After a devastating loss in 1800 to Thomas Jefferson, his vice president, Adams returned to farming at Peacefield, his home in Quincy. He died on July 4, 1826, the 50th anniversary of the adoption of the Declaration of Independence. Jefferson died earlier the same day.
On its Facebook page, the John Adams Health Walk has posted photos of some of its walks, with the quote: “By following the paths walked by John Adams, we hope to combine health and history.”
No one knows the exact paths he took, but the walking group has three different walks it leads, of 3 to 4 miles each. Two walks include the beach at Quincy Shore Drive. The third, Dowling says, is more challenging, from the Adams houses, through Quincy Center toward South Quincy. The walk chosen for the day depends on the group that shows up. It’s free and open to the public.
You’ll see many walkers clad in light blue T-shirts with the words: “I walk every fair day, sometimes 3-4 miles” on the back. They sell them at the walks.
Ed Fitzgerald, executive director of the Quincy Historical Society, says that Adams loved to walk for both exercise and recreation.
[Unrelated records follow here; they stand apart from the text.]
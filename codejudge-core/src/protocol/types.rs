//! A2A wire objects exchanged with the participant

use serde::{Deserialize, Serialize};
use serde_json::Value;

/// Author of a message
#[derive(Debug, Clone, Copy, PartialEq, Eq, Serialize, Deserialize)]
#[serde(rename_all = "lowercase")]
pub enum Role {
    User,
    Agent,
}

/// One content part of a message or artifact
#[derive(Debug, Clone, PartialEq, Serialize, Deserialize)]
#[serde(tag = "kind", rename_all = "lowercase")]
pub enum Part {
    Text { text: String },
    Data { data: Value },
    File { file: Value },
}

impl Part {
    /// Create a text part
    pub fn text(text: impl Into<String>) -> Self {
        Part::Text { text: text.into() }
    }

    /// Textual rendering of the part, if it carries any text
    pub fn as_text(&self) -> Option<String> {
        match self {
            Part::Text { text } => Some(text.clone()),
            Part::Data { data } => Some(data.to_string()),
            Part::File { .. } => None,
        }
    }
}

/// Join the textual content of parts with newlines.
///
/// Data parts are rendered as compact JSON; file parts contribute nothing.
pub fn merge_parts(parts: &[Part]) -> String {
    parts
        .iter()
        .filter_map(Part::as_text)
        .collect::<Vec<_>>()
        .join("\n")
}

fn message_kind() -> String {
    "message".to_string()
}

/// A single conversational message
#[derive(Debug, Clone, PartialEq, Serialize, Deserialize)]
#[serde(rename_all = "camelCase")]
pub struct Message {
    #[serde(default = "message_kind")]
    pub kind: String,
    pub role: Role,
    pub parts: Vec<Part>,
    pub message_id: String,
    #[serde(default, skip_serializing_if = "Option::is_none")]
    pub context_id: Option<String>,
    #[serde(default, skip_serializing_if = "Option::is_none")]
    pub task_id: Option<String>,
}

impl Message {
    /// Create an outbound user message with one text part and a fresh id
    pub fn user_text(text: impl Into<String>, context_id: Option<String>) -> Self {
        Self {
            kind: message_kind(),
            role: Role::User,
            parts: vec![Part::text(text)],
            message_id: uuid::Uuid::new_v4().simple().to_string(),
            context_id,
            task_id: None,
        }
    }

    /// Create an agent message with one text part (mostly useful in tests)
    pub fn agent_text(text: impl Into<String>) -> Self {
        Self {
            role: Role::Agent,
            ..Self::user_text(text, None)
        }
    }

    /// Newline-joined text of all parts
    pub fn text(&self) -> String {
        merge_parts(&self.parts)
    }
}

/// Task lifecycle state
#[derive(Debug, Clone, Copy, PartialEq, Eq, Serialize, Deserialize)]
#[serde(rename_all = "kebab-case")]
pub enum TaskState {
    Submitted,
    Working,
    InputRequired,
    Completed,
    Canceled,
    Failed,
    Rejected,
    AuthRequired,
    #[serde(other)]
    Unknown,
}

impl TaskState {
    /// Only completed and failed end the relevance of a stream
    pub fn is_terminal(&self) -> bool {
        matches!(self, TaskState::Completed | TaskState::Failed)
    }
}

/// Current status of a task
#[derive(Debug, Clone, PartialEq, Serialize, Deserialize)]
pub struct TaskStatus {
    pub state: TaskState,
    #[serde(default, skip_serializing_if = "Option::is_none")]
    pub message: Option<Message>,
    #[serde(default, skip_serializing_if = "Option::is_none")]
    pub timestamp: Option<String>,
}

impl TaskStatus {
    pub fn new(state: TaskState) -> Self {
        Self {
            state,
            message: None,
            timestamp: None,
        }
    }

    pub fn with_message(mut self, message: Message) -> Self {
        self.message = Some(message);
        self
    }
}

/// Output produced by a task
#[derive(Debug, Clone, PartialEq, Serialize, Deserialize)]
#[serde(rename_all = "camelCase")]
pub struct Artifact {
    #[serde(default)]
    pub artifact_id: String,
    #[serde(default, skip_serializing_if = "Option::is_none")]
    pub name: Option<String>,
    #[serde(default)]
    pub parts: Vec<Part>,
}

/// A unit of work tracked by the participant
#[derive(Debug, Clone, PartialEq, Serialize, Deserialize)]
#[serde(rename_all = "camelCase")]
pub struct Task {
    pub id: String,
    #[serde(default)]
    pub context_id: String,
    pub status: TaskStatus,
    #[serde(default)]
    pub artifacts: Vec<Artifact>,
}

impl Task {
    pub fn new(id: impl Into<String>, context_id: impl Into<String>, status: TaskStatus) -> Self {
        Self {
            id: id.into(),
            context_id: context_id.into(),
            status,
            artifacts: Vec::new(),
        }
    }

    /// Newline-joined text of all artifact parts
    pub fn artifact_text(&self) -> String {
        self.artifacts
            .iter()
            .map(|a| merge_parts(&a.parts))
            .filter(|t| !t.is_empty())
            .collect::<Vec<_>>()
            .join("\n")
    }
}

/// Status change notification for a task
#[derive(Debug, Clone, PartialEq, Serialize, Deserialize)]
#[serde(rename_all = "camelCase")]
pub struct TaskStatusUpdateEvent {
    pub task_id: String,
    #[serde(default)]
    pub context_id: String,
    pub status: TaskStatus,
    #[serde(default, rename = "final")]
    pub is_final: bool,
}

impl TaskStatusUpdateEvent {
    pub fn new(task: &Task, status: TaskStatus) -> Self {
        Self {
            task_id: task.id.clone(),
            context_id: task.context_id.clone(),
            is_final: status.state.is_terminal(),
            status,
        }
    }
}

/// Artifact change notification for a task
#[derive(Debug, Clone, PartialEq, Serialize, Deserialize)]
#[serde(rename_all = "camelCase")]
pub struct TaskArtifactUpdateEvent {
    pub task_id: String,
    #[serde(default)]
    pub context_id: String,
    pub artifact: Artifact,
    #[serde(default)]
    pub append: bool,
}

/// Any object the participant may send as a call result
#[derive(Debug, Clone, PartialEq, Deserialize)]
#[serde(tag = "kind")]
pub enum StreamResponse {
    #[serde(rename = "message")]
    Message(Message),
    #[serde(rename = "task")]
    Task(Task),
    #[serde(rename = "status-update")]
    StatusUpdate(TaskStatusUpdateEvent),
    #[serde(rename = "artifact-update")]
    ArtifactUpdate(TaskArtifactUpdateEvent),
}

/// Event shapes produced by the participant's task protocol
#[derive(Debug, Clone, PartialEq)]
pub enum TaskEvent {
    /// A bare message with no wrapping task
    Message(Message),
    /// Task snapshot plus the status update that produced it
    TaskWithStatus(Task, TaskStatusUpdateEvent),
    /// Task snapshot whose own status is authoritative
    TaskAlone(Task),
}

#[cfg(test)]
mod tests {
    use super::*;
    use serde_json::json;

    #[test]
    fn test_merge_parts_renders_data() {
        let parts = vec![
            Part::text("first"),
            Part::Data {
                data: json!({"k": 1}),
            },
            Part::File {
                file: json!({"uri": "file:///x"}),
            },
            Part::text("last"),
        ];
        assert_eq!(merge_parts(&parts), "first\n{\"k\":1}\nlast");
    }

    #[test]
    fn test_outbound_message_shape() {
        let msg = Message::user_text("hello", Some("ctx-1".to_string()));
        let value = serde_json::to_value(&msg).unwrap();
        assert_eq!(value["kind"], "message");
        assert_eq!(value["role"], "user");
        assert_eq!(value["parts"][0]["kind"], "text");
        assert_eq!(value["contextId"], "ctx-1");
        assert_eq!(msg.message_id.len(), 32);
    }

    #[test]
    fn test_task_state_terminal() {
        assert!(TaskState::Completed.is_terminal());
        assert!(TaskState::Failed.is_terminal());
        assert!(!TaskState::Working.is_terminal());
        assert!(!TaskState::Canceled.is_terminal());
    }

    #[test]
    fn test_decode_stream_responses() {
        let update: StreamResponse = serde_json::from_value(json!({
            "kind": "status-update",
            "taskId": "t1",
            "contextId": "c1",
            "status": {
                "state": "input-required"
            },
            "final": false
        }))
        .unwrap();
        match update {
            StreamResponse::StatusUpdate(ev) => {
                assert_eq!(ev.status.state, TaskState::InputRequired);
                assert!(!ev.is_final);
            }
            other => panic!("unexpected {:?}", other),
        }

        let task: StreamResponse = serde_json::from_value(json!({
            "kind": "task",
            "id": "t1",
            "contextId": "c1",
            "status": {"state": "something-new"},
            "artifacts": [{"artifactId": "a", "parts": [{"kind": "text", "text": "out"}]}]
        }))
        .unwrap();
        match task {
            StreamResponse::Task(task) => {
                assert_eq!(task.status.state, TaskState::Unknown);
                assert_eq!(task.artifact_text(), "out");
            }
            other => panic!("unexpected {:?}", other),
        }

        let message: StreamResponse = serde_json::from_value(json!({
            "kind": "message",
            "role": "agent",
            "messageId": "m1",
            "parts": [{"kind": "text", "text": "done"}]
        }))
        .unwrap();
        assert!(matches!(message, StreamResponse::Message(m) if m.text() == "done"));
    }
}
He wrote of going from the foot of Penn’s Hill near the family homes to the top of the hill and down into Weymouth, and also around Quincy Square. Abigail grew up in Weymouth.
“He also liked the tidal marshes near Wollaston Beach,” Fitzgerald says. “And he liked the hills.”
The walks were a kind of therapy for him. Fitzgerald says there’s some evidence that Adams had “melancholy, and some psychosomatic diseases. He did pay a fair amount of attention to the natural world, and was very appreciative of it.”
Dowling says that Quincy Mayor Thomas Koch has been supportive of the plan to build a permanent fitness trail in honor of Adams. Members of the Quincy School Committee as well as school nurses, the Chamber of Commerce, the South Shore YMCA, and the National Park Service in Quincy are supporters, too, she says.
Koch says he supports the idea of a fitness trail but wants to make sure it is both environmentally and aesthetically sound. Proceeds from this year’s annual September road race in Quincy will be earmarked for the trail, as well as school health programs, he says.
Dowling practices what she preaches: She gets up early each week day and works out for 90 minutes at the Quincy Y. As a health coach, she knows that 79 million Americans are at risk because of pre-diabetes, or insulin resistance. Quincy has a large number of Asian-American residents, who are more at risk of diabetes than the general population.
She wants more open space in Quincy. “And I never felt they took full advantage of the connection with John Adams,” says Dowling, who now lives in Canton.
The fitness trail would achieve both. She envisions some small bridges, or walkways, over wetlands with Quincy granite markers.
“That land, by the way, was donated by the Adams family to the City of Quincy,” she says. “Honestly, all the stars are aligned on this.”